In this embodiment, after the MinOlt module receives the above alarm information, the MinOlt module actively initiates a low-power consumption process while issuing the alarm information to the down-link router, so as to force the down-link router to start an energy-saving state machine, and after the energy-saving interaction is completed, the optical router closes the peripheral circuit to reduce power consumption.

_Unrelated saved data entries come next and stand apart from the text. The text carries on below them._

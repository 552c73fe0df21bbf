//! Checkpoint storage for conversation threads.

use std::collections::HashMap;
use std::sync::Arc;

use chrono::{DateTime, Utc};
use serde::{Deserialize, Serialize};
use tokio::sync::RwLock;

use crate::Result;
use crate::types::AgentState;

/// Snapshot of a thread's state after one loop step.
#[derive(Debug, Clone, PartialEq, Serialize, Deserialize)]
pub struct Checkpoint {
    /// Loop steps completed in the run that saved this checkpoint.
    pub step: usize,
    pub state: AgentState,
    pub saved_at: DateTime<Utc>,
}

impl Checkpoint {
    pub fn new(step: usize, state: AgentState) -> Self {
        Self {
            step,
            state,
            saved_at: Utc::now(),
        }
    }
}

/// Storage backend for checkpoints, keyed by thread id. Only the latest
/// checkpoint of a thread is needed to resume it.
#[async_trait::async_trait]
pub trait Checkpointer: Send + Sync {
    fn name(&self) -> &str;

    async fn save(&self, thread_id: &str, checkpoint: &Checkpoint) -> Result<()>;

    async fn load(&self, thread_id: &str) -> Result<Option<Checkpoint>>;

    async fn delete(&self, thread_id: &str) -> Result<bool>;

    async fn list(&self) -> Result<Vec<String>>;
}

/// In-memory checkpointer (for testing and single-instance deployments)
#[derive(Debug, Default, Clone)]
pub struct MemoryCheckpointer {
    threads: Arc<RwLock<HashMap<String, Checkpoint>>>,
}

impl MemoryCheckpointer {
    pub fn new() -> Self {
        Self::default()
    }

    pub async fn count(&self) -> usize {
        self.threads.read().await.len()
    }

    pub async fn clear(&self) {
        self.threads.write().await.clear();
    }
}

#[async_trait::async_trait]
impl Checkpointer for MemoryCheckpointer {
    fn name(&self) -> &str {
        "memory"
    }

    async fn save(&self, thread_id: &str, checkpoint: &Checkpoint) -> Result<()> {
        let mut threads = self.threads.write().await;
        threads.insert(thread_id.to_string(), checkpoint.clone());
        Ok(())
    }

    async fn load(&self, thread_id: &str) -> Result<Option<Checkpoint>> {
        let threads = self.threads.read().await;
        Ok(threads.get(thread_id).cloned())
    }

    async fn delete(&self, thread_id: &str) -> Result<bool> {
        let mut threads = self.threads.write().await;
        Ok(threads.remove(thread_id).is_some())
    }

    async fn list(&self) -> Result<Vec<String>> {
        let threads = self.threads.read().await;
        let mut ids: Vec<String> = threads.keys().cloned().collect();
        ids.sort();
        Ok(ids)
    }
}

Specifically, the energy-saving interaction can be realized through an energy-saving state machine flow conforming to the g.984.3 or g.987.3 standard, or a low-power consumption flow can be realized by adopting a private PLOAM message or OMCI message.

After the optical gateway detects the alarm recovery signal, the service state of the optical gateway is continuously detected, when the service state is detected to be normal, the energy-saving recovery module 23 can send an alarm recovery message to the MinOlt module, and after the MinOlt module receives the alarm recovery message at the moment, the Mint module can inform the down-hanging optical router through a private PLOAM message or an OMCI message that the alarm is recovered, and the state of the synchronization point state indicator lamp is kept synchronous with the state of the optical gateway. In this embodiment, the energy saving recovery module 23 may be functionally equivalent to the recovery module 50 in the above-described embodiment.

In this embodiment, after receiving the alarm resume message, the MinOlt module initiates a wake-up low power flow to force the down-link router to wake up on line.

The anomaly protection module 24 protects the abnormal alarm signal, when the optical gateway detects the alarm signal frequently, the alarm signal is notified to the MinOlt module frequently, and the MinOlt module is forced to start energy-saving interaction with the optical router frequently, so that impact is caused to the all-optical network, and the occurrence of the situation needs to be avoided as much as possible. The anomaly protection module 24 is functionally equivalent to the protection module 40 in the above-described embodiment.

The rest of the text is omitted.